use std::sync::OnceLock;

/// The operating system kind the process is running on, detected once.
#[derive(Debug, Clone, Copy, PartialEq, Eq)]
pub enum OsKind {
    MacOs,
    Linux,
    Windows,
    Other,
}

static OS_KIND: OnceLock<OsKind> = OnceLock::new();

impl OsKind {
    pub fn current() -> OsKind {
        *OS_KIND.get_or_init(|| match std::env::consts::OS {
            "macos" => OsKind::MacOs,
            "linux" => OsKind::Linux,
            "windows" => OsKind::Windows,
            _ => OsKind::Other,
        })
    }
}

/// Sanitizes a file name for the operating system being used: Windows rules
/// on Windows, Unix rules everywhere else.
pub fn sanitize_file_name(file_name: &str) -> String {
    match OsKind::current() {
        OsKind::Windows => sanitize_file_name_windows(file_name),
        _ => sanitize_file_name_unix(file_name),
    }
}

fn sanitize_file_name_windows(file_name: &str) -> String {
    const INVALID_CHARACTERS: &[char] = &['<', '>', ':', '"', '/', '\\', '|', '?', '*'];
    const RESERVED_NAMES: &[&str] = &[
        "CON", "PRN", "AUX", "NUL", "COM1", "COM2", "COM3", "COM4", "COM5", "COM6", "COM7",
        "COM8", "COM9", "LPT1", "LPT2", "LPT3", "LPT4", "LPT5", "LPT6", "LPT7", "LPT8", "LPT9",
    ];

    let replaced: String = file_name
        .chars()
        .map(|ch| if INVALID_CHARACTERS.contains(&ch) { '_' } else { ch })
        .collect();

    let mut name = replaced.trim().trim_end_matches('.').to_string();

    if RESERVED_NAMES.contains(&name.to_uppercase().as_str()) {
        name.push('_');
    }

    if name.chars().count() > 255 {
        name = name.chars().take(255).collect();
    }

    name
}

fn sanitize_file_name_unix(file_name: &str) -> String {
    let mut name = file_name.replace('/', "_").replace('\0', "").trim().to_string();

    if name.starts_with('.') || name.starts_with('-') {
        name.insert(0, '_');
    }

    if name.is_empty() {
        name = "default_filename".to_string();
    }

    name
}

/// Free memory in MiB, or `None` when the platform gives no cheap answer
/// (treated as "plenty" by the solvers).
pub fn available_memory_mib() -> Option<u64> {
    #[cfg(target_os = "linux")]
    {
        let meminfo = std::fs::read_to_string("/proc/meminfo").ok()?;
        for line in meminfo.lines() {
            if let Some(rest) = line.strip_prefix("MemAvailable:") {
                let kib: u64 = rest.trim().trim_end_matches("kB").trim().parse().ok()?;
                return Some(kib / 1024);
            }
        }
        None
    }
    #[cfg(not(target_os = "linux"))]
    {
        None
    }
}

════════════════════

TASK DETAILS ▸
What lines of the data include the word "rules"? Copy each of them.

RESPONSE TO THIS EXERCISE ▸
/// Sanitizes a file name for the operating system being used: Windows rules
/// on Windows, Unix rules everywhere else.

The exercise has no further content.